● **Supplied entries**:
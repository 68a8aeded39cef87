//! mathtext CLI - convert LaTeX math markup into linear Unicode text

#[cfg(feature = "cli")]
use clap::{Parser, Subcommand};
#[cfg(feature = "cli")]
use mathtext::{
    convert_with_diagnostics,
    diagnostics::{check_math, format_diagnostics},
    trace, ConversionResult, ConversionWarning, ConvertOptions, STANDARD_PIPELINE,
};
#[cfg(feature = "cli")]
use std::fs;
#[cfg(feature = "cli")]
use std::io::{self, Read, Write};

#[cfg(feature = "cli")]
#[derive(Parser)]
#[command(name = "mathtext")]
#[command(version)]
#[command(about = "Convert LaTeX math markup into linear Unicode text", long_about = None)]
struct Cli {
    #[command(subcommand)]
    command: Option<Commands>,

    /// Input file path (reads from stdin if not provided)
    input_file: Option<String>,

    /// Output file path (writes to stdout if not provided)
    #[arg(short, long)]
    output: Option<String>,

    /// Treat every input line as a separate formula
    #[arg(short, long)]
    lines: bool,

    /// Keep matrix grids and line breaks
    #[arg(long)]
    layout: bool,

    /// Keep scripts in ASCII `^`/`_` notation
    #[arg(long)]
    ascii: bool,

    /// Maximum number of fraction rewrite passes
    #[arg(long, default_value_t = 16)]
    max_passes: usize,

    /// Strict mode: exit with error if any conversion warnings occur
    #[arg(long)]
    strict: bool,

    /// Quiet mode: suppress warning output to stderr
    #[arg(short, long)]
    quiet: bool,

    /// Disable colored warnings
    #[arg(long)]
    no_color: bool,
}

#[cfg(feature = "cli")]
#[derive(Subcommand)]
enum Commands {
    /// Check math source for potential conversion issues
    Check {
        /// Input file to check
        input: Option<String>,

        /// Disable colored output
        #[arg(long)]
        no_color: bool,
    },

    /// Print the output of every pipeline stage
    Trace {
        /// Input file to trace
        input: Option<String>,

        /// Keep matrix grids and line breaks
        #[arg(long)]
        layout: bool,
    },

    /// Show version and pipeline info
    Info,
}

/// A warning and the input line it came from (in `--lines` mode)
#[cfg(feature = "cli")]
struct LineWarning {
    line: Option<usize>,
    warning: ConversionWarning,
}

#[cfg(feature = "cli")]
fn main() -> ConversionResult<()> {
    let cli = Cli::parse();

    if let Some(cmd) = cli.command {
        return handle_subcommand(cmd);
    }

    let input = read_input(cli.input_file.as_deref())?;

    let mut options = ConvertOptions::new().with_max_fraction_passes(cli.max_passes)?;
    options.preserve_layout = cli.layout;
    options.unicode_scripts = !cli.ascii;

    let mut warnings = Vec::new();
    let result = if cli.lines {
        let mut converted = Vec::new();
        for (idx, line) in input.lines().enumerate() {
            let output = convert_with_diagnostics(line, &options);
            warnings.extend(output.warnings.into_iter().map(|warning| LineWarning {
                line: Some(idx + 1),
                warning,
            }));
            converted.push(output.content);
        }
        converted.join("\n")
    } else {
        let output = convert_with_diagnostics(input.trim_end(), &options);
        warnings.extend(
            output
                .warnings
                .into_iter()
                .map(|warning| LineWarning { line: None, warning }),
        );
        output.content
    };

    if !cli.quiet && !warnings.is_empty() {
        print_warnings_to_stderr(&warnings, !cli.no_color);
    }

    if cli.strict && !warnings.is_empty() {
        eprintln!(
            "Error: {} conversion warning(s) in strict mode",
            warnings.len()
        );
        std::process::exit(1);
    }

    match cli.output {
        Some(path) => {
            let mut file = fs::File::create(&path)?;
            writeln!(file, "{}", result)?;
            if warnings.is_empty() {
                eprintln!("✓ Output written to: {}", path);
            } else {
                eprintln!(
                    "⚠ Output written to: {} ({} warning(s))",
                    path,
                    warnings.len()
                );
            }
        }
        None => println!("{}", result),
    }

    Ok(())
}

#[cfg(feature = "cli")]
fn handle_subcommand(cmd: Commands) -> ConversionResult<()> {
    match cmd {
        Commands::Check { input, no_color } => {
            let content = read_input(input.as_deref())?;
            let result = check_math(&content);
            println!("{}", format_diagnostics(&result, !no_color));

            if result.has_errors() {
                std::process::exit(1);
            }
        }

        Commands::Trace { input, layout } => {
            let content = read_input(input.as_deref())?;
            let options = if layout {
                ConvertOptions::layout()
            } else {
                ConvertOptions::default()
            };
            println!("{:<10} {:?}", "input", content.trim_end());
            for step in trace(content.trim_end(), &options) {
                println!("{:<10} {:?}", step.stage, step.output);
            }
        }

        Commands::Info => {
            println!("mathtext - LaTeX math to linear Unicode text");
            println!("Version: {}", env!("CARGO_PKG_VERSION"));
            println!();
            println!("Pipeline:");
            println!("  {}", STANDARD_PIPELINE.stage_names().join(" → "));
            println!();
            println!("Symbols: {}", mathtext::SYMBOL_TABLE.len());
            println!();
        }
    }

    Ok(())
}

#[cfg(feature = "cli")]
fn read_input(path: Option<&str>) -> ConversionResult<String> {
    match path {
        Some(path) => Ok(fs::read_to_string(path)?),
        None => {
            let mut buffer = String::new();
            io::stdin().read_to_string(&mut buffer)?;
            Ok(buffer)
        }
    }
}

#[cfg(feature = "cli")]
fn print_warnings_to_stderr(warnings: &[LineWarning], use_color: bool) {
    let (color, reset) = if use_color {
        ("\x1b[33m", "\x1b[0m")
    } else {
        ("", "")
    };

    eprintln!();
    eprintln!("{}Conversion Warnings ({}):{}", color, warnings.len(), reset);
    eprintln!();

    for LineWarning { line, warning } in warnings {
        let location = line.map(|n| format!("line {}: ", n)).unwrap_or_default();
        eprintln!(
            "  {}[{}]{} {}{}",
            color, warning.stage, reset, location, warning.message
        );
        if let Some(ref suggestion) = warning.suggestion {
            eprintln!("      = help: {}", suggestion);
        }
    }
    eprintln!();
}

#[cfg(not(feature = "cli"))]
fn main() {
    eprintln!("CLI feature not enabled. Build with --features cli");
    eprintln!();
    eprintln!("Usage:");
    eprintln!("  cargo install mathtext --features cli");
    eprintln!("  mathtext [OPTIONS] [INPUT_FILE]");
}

● **Exercise aim**:
The answer must be every line of the records that contains the word "grids".

● **Expected output**:
    /// Keep matrix grids and line breaks
        /// Keep matrix grids and line breaks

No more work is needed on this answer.